## Task data
= = = = = = =

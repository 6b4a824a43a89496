use std::collections::{HashMap, HashSet};

use serde::{Deserialize, Serialize};
use tracing::warn;

use crate::bracket::errors::BracketIssue;
use crate::bracket::tree;
use crate::bracket::validation::validate_bracket;
use crate::domain::{BracketConfig, Match, MatchNumber, Referee, RoundOrder, Team, TeamId};

/// Один слот матча для отображения.
#[derive(Clone, Debug, Serialize, Deserialize, PartialEq, Eq)]
pub struct Slot {
    /// `Some(0)` — заглушка "none", `None` — заглушка "tbd".
    pub id: Option<TeamId>,
    pub name: String,
    /// Команда выиграла этот матч.
    pub winner: bool,
}

impl Slot {
    /// Слот, который уже никогда не заполнится (или команда не найдена).
    pub fn none(label: &str) -> Self {
        Self {
            id: Some(0),
            name: label.to_string(),
            winner: false,
        }
    }

    /// Слот, ждущий победителя дочернего матча.
    pub fn tbd(label: &str) -> Self {
        Self {
            id: None,
            name: label.to_string(),
            winner: false,
        }
    }

    pub fn is_placeholder(&self) -> bool {
        matches!(self.id, None | Some(0))
    }
}

/// Матч в виде для отрисовки. Не сохраняется, строится заново при каждом вызове.
#[derive(Clone, Debug, Serialize, Deserialize, PartialEq, Eq)]
pub struct Game<R = Referee> {
    /// Исходная запись матча.
    #[serde(rename = "match")]
    pub match_record: Match,
    pub team1: Slot,
    pub team2: Slot,
    pub referees: Vec<R>,
}

/// Все матчи одного уровня дерева.
#[derive(Clone, Debug, Serialize, Deserialize, PartialEq, Eq)]
pub struct Round<R = Referee> {
    /// 1 = самый глубокий раунд, финал — последний номер.
    pub number: u32,
    pub games: Vec<Game<R>>,
}

/// Результат восстановления сетки.
#[derive(Clone, Debug, Serialize, Deserialize, PartialEq, Eq)]
pub struct BracketView<R = Referee> {
    /// Раунды в порядке `BracketConfig::round_order`.
    pub rounds: Vec<Round<R>>,
    /// Найденные аномалии (нефатальные).
    pub issues: Vec<BracketIssue>,
    /// Матчи, для которых не удалось определить раунд.
    pub orphans: Vec<Game<R>>,
}

impl<R> BracketView<R> {
    /// Сколько всего игр в представлении (включая orphans).
    pub fn game_count(&self) -> usize {
        self.rounds.iter().map(|r| r.games.len()).sum::<usize>() + self.orphans.len()
    }

    pub fn is_clean(&self) -> bool {
        self.issues.is_empty() && self.orphans.is_empty()
    }
}

/// Восстановить сетку по раундам из плоского списка матчей.
///
/// Раунд берётся из `round_nb`, а если его нет или он вне `1..=R` — из номера матча.
/// Число матчей сверяется с размером состава `teams`.
/// Команды ищутся только по id, позиция в `teams` значения не имеет.
/// Неизвестный id даёт заглушку "none" и `BracketIssue::ReferentialIntegrity`,
/// восстановление при этом продолжается.
pub fn build_rounds<R: Clone>(
    matches: &[Match],
    teams: &[Team],
    referees: Option<&[R]>,
    config: &BracketConfig,
) -> BracketView<R> {
    let teams_by_id: HashMap<TeamId, &Team> = teams.iter().map(|t| (t.id, t)).collect();
    let present: HashSet<MatchNumber> = matches.iter().map(|m| m.id_in_tournament).collect();
    let referees: Vec<R> = referees.map(|r| r.to_vec()).unwrap_or_default();
    let rounds_expected = tree::round_count_for_matches(matches.len());

    let mut issues = validate_bracket(matches, Some(teams.len()));
    let mut by_round: Vec<Vec<Game<R>>> = Vec::new();
    let mut orphans = Vec::new();

    for m in matches {
        let (left, right) = tree::children_of(m.id_in_tournament);

        let team1 = resolve_slot(m, m.team1, left, &teams_by_id, &present, config, &mut issues);
        let team2 = resolve_slot(m, m.team2, right, &teams_by_id, &present, config, &mut issues);

        let game = Game {
            match_record: m.clone(),
            team1,
            team2,
            referees: referees.clone(),
        };

        // Заявленный раунд вне сетки не принимаем: берём раунд по номеру матча.
        let round = m
            .round_nb
            .filter(|r| (1..=rounds_expected).contains(r))
            .or_else(|| tree::round_of(m.id_in_tournament, rounds_expected));

        match round {
            Some(round) => {
                let idx = (round - 1) as usize;
                if by_round.len() <= idx {
                    by_round.resize_with(idx + 1, Vec::new);
                }
                by_round[idx].push(game);
            }
            None => orphans.push(game),
        }
    }

    for issue in &issues {
        warn!(%issue, "bracket reconstruction issue");
    }

    // Пустой раунд возможен только при сдвинутых roundNb, в результат он не попадает.
    let mut rounds: Vec<Round<R>> = by_round
        .into_iter()
        .enumerate()
        .filter(|(_, games)| !games.is_empty())
        .map(|(idx, games)| Round {
            number: idx as u32 + 1,
            games,
        })
        .collect();

    if config.round_order == RoundOrder::RootFirst {
        rounds.reverse();
    }

    BracketView {
        rounds,
        issues,
        orphans,
    }
}

/// Найти команду слота по id.
///
/// `feeder` — номер дочернего матча, из которого в этот слот придёт победитель.
fn resolve_slot(
    m: &Match,
    team: Option<TeamId>,
    feeder: MatchNumber,
    teams_by_id: &HashMap<TeamId, &Team>,
    present: &HashSet<MatchNumber>,
    config: &BracketConfig,
    issues: &mut Vec<BracketIssue>,
) -> Slot {
    let Some(team_id) = team else {
        return if present.contains(&feeder) {
            Slot::tbd(&config.tbd_label)
        } else {
            Slot::none(&config.none_label)
        };
    };

    match teams_by_id.get(&team_id) {
        Some(t) => Slot {
            id: Some(t.id),
            name: t.name.clone(),
            winner: m.winner() == Some(t.id),
        },
        None => {
            issues.push(BracketIssue::ReferentialIntegrity {
                id_in_tournament: m.id_in_tournament,
                team_id,
            });
            Slot::none(&config.none_label)
        }
    }
}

= = = = = = =

Your answer should consist of the lines of the listing that contain "Option", copied as they stand.

    pub id: Option<TeamId>,
    referees: Option<&[R]>,
    team: Option<TeamId>,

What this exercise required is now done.